Tuesday, February 12, 2008

Oh Noes...Readership Increases to Four!

A fitness question floats its way to the Zoidberg from one of his old college buddies ButAss. ButAss has started doing rugby (awesome) and wants to figure out new ways to get his legs more tree-like for the pummeling (even more awesome) and he figures the way to do this is with plyometrics, intervals, and smith machine squats (uh oh).

All kidding aside, let us determine where the problem is here...
------------------------------------------------------------------------------------------------
My four day split w/ a full day for legs was going well, at least I thought, until I realized I wasn't going deep enough with my squats and I'm still questioning my form on the deadlifts. I've noticed my legs do fine until I start to get to the bottom of the squat, where I have now noticed I am having trouble getting to even w/o any weights. Any suggestions to improve that? I've been doing squats on the smith machine and lunges in the mean time, even on the smith I have problems getting low w/ just a plate on each side. Any recommendations on how to strengthen that so I can start doing squats properly?
------------------------------------------------------------------------------------------------
Approach

Ok, let's break down the situation. It seems that you are vexed at a lack of progress in legs. If you only have time to hit the weights twice a week, make sure you are doing some legs first on both days. I would suggest this:

Day 1: Squats, Deadlift, Chest, Arms

Day 2: Lunges, Step-up, Back, Shoulders

You have to tackle the problem at the source, something I avoided for a long time by trying to do other leg exercises without realizing that if your problem is squats...the solution is squats. Break out of that rat-bastard smith machine. It is most likely restricting your form and keeping you from moving around naturally at the bottom of your lift, forcing you to work against the machines assembly on the drive. Next, start doing these leg exercises deep, slow, and heavy.

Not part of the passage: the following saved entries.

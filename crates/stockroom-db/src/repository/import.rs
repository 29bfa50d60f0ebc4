//! # Article Import
//!
//! Bulk loads articles from a comma-separated export, one article per
//! record:
//!
//! ```text
//! id, no, code, description, euro, colli, kg, value
//! 100,12,WL-1,"Wool, grey","4,50",2,"1 250,5",5629
//! ```
//!
//! Numbers go through the numeric normalizer. A record is skipped when it
//! has fewer than 8 fields, a blank or non-positive id, or a malformed
//! euro / colli / kg / value; blank numbers read as zero. Header lines
//! therefore skip themselves.
//!
//! The whole file is inserted in one transaction and bypasses the ledger:
//! `kg` becomes both the stock and the income of the new row.

use serde::Serialize;
use sqlx::SqlitePool;
use stockroom_core::numeric::{normalize, round_weight, try_parse_number};
use tracing::{info, warn};

use crate::error::DbResult;
use crate::repository::begin_write;

/// Outcome of one import run.
#[derive(Debug, Clone, Copy, Default, PartialEq, Eq, Serialize)]
pub struct ImportReport {
    pub inserted: usize,
    pub skipped: usize,
}

/// One parsed import record.
#[derive(Debug, Clone, PartialEq)]
struct ImportRow {
    id: i64,
    no: String,
    code: String,
    description: String,
    euro: f64,
    colli: f64,
    kg: f64,
    value: f64,
}

// =============================================================================
// Parsing
// =============================================================================

/// Splits CSV text into records of fields.
///
/// Quoted fields may contain commas, newlines and doubled quotes (`""`).
/// A quote in the middle of an unquoted field is kept as a literal.
fn split_records(text: &str) -> Vec<Vec<String>> {
    let mut records = Vec::new();
    let mut record = Vec::new();
    let mut field = String::new();
    let mut in_quotes = false;
    let mut chars = text.chars().peekable();

    while let Some(c) = chars.next() {
        if in_quotes {
            match c {
                '"' if chars.peek() == Some(&'"') => {
                    field.push('"');
                    chars.next();
                }
                '"' => in_quotes = false,
                _ => field.push(c),
            }
            continue;
        }

        match c {
            '"' if field.is_empty() => in_quotes = true,
            ',' => record.push(std::mem::take(&mut field)),
            '\r' => {}
            '\n' => {
                record.push(std::mem::take(&mut field));
                records.push(std::mem::take(&mut record));
            }
            _ => field.push(c),
        }
    }

    if !field.is_empty() || !record.is_empty() {
        record.push(field);
        records.push(record);
    }

    records
}

/// Nothing numeric reads as zero; anything else must parse.
fn import_number(raw: &str) -> Option<f64> {
    if normalize(raw).is_empty() {
        return Some(0.0);
    }
    try_parse_number(raw)
}

fn parse_row(fields: &[String], line: usize) -> Option<ImportRow> {
    if fields.len() < 8 {
        return None;
    }

    let id = try_parse_number(&fields[0]).map(|v| v.trunc() as i64)?;
    if id <= 0 {
        warn!(line, "Skipping import row with non-positive id");
        return None;
    }

    let mut numbers = [0.0_f64; 4];
    for (slot, (index, name)) in numbers
        .iter_mut()
        .zip([(4, "euro"), (5, "colli"), (6, "kg"), (7, "value")])
    {
        match import_number(&fields[index]) {
            Some(v) => *slot = v,
            None => {
                warn!(line, id, field = name, "Skipping import row with malformed number");
                return None;
            }
        }
    }
    let [euro, colli, kg, value] = numbers;

    Some(ImportRow {
        id,
        no: fields[1].trim().to_string(),
        code: fields[2].trim().to_string(),
        description: fields[3].trim().to_string(),
        euro,
        colli,
        kg: round_weight(kg),
        value,
    })
}

// =============================================================================
// Importer
// =============================================================================

/// Bulk article loader.
#[derive(Debug, Clone)]
pub struct ArticleImporter {
    pool: SqlitePool,
}

impl ArticleImporter {
    /// Creates a new ArticleImporter.
    pub fn new(pool: SqlitePool) -> Self {
        ArticleImporter { pool }
    }

    /// Imports every well-formed record of `text`.
    ///
    /// With `truncate`, existing articles are deleted first, inside the same
    /// transaction. That fails (and the import is abandoned) while any
    /// product allocation still references an article.
    pub async fn import_csv(&self, text: &str, truncate: bool) -> DbResult<ImportReport> {
        let mut tx = begin_write(&self.pool).await?;

        if truncate {
            let removed = sqlx::query("DELETE FROM articles").execute(&mut *tx).await?;
            sqlx::query("DELETE FROM sqlite_sequence WHERE name = 'articles'")
                .execute(&mut *tx)
                .await?;
            info!(removed = removed.rows_affected(), "Articles truncated");
        }

        let mut report = ImportReport::default();
        for (index, fields) in split_records(text).iter().enumerate() {
            let Some(row) = parse_row(fields, index + 1) else {
                report.skipped += 1;
                continue;
            };

            sqlx::query(
                r#"
                INSERT INTO articles (id, no, code, description, euro, colli, kg, income_kg, value)
                VALUES (?1, ?2, ?3, ?4, ?5, ?6, ?7, ?7, ?8)
                "#,
            )
            .bind(row.id)
            .bind(&row.no)
            .bind(&row.code)
            .bind(&row.description)
            .bind(row.euro)
            .bind(row.colli)
            .bind(row.kg)
            .bind(row.value)
            .execute(&mut *tx)
            .await?;

            report.inserted += 1;
        }

        tx.commit().await?;

        info!(inserted = report.inserted, skipped = report.skipped, "Article import complete");
        Ok(report)
    }
}

// =============================================================================
// Unit Tests
// =============================================================================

A huge problem with lifters who are struggling with lighter weights, knowing they are strong enough to lift more is that they refuse to go for higher weight! If you are struggling to get your three sets of 6 reps at 185 on deadlift, go for broke one week and try and get three sets of 3-4 reps at 225! You'll be better off, I promise.

J-tox and I were doing heavy deadlift Sunday when some dude next to us asked us how often we go for heavy (or near maximal) lifts for legs...

EVERY TIME!

You need to go maximal a couple times EVERY WORKOUT. So this guy had been struggling to get his three or four sets of 6-8 reps at 225 on deadlift. We told him to quit babying himself and push the envelope.
He then proceeded to crank 2 sets at 275 (50 more lbs) for 4-5 reps. Far out man!

Why am I such a genius?

Lifts

Keep doing lunges, they are an excellent addition to a leg workout if done properly, which is deep with your back mostly straight. Use dumbbells only until you have mastered the form and aren't wobbly like a freshman after punch night at ATO.

Deadlifting is an oft-screwed up lift, and without seeing you in person I cannot tell you what you are doing wrong (or right), but I can tell you three simple things you should do in order to facilitate a good lift.

1) Make sure the bar starts out touching your shins.
2) Pull straight up, transferring the weight to your lower back simultaneous to you squeezing your ass together and straightening your legs.
3) Keep your back flat while sticking your ass out.

I can also pass on this brilliant three part article from the boys at T-Nation.

Part I:
Part II:
Part III:

Squat heavy, low, and determined. Not necessarily slow, but don't rush. For the longest time, Zoidberg dropped to what he assumed was essentially parallel. FUCKING WRONG. Parallel is obvious, I just refused to acknowledge truly how painful and deep parallel truly is. ButAss, squat down until you abs are laying on your quads...go below parallel...touch your ass to the ground. Shelve the ego for a while and just squat so low that you feel like you are dropping a load in China. You'll be better off. The gym is full of guys loading up the rack with 315 who go down 30-45 degrees.

Be the guy that squats 185 until his ass touches the ground. You'll be 10 times stronger.

Step-up involves grabbing a steady platform (I use the aerobics platform with 6-7 of those blocks under it, every gym is different though). The idea is that you want to put one leg up and have the bottom of your thigh be parallel with the ground. This is usually somewhere around 15-20 inches. Anyway, load up the barbell and just take turns stepping up, one leg at a time, making sure to fully step up and contract the leg before bringing the other leg to the platform.

It will surely kill you.

Start with dumbbells until you get the form down.

Good luck ButAss, murder some people on the rugby field for me.

2 comments:

Anonymous said...

Thanks bud, those step ups are definately killers, and ive dropped the weight and set a box to tap my ass on when i do my squats, that way i know im going deep enough every time. Also, we have a match this saturday (march 8th) up in the dc area. Hit me up if you're interested in watching/grabbing a few pints afterwards.

Zoidberg said...

Shit, I just saw this comment. Sorry I missed you man, I hope you slaughtered a few people with your massive quads.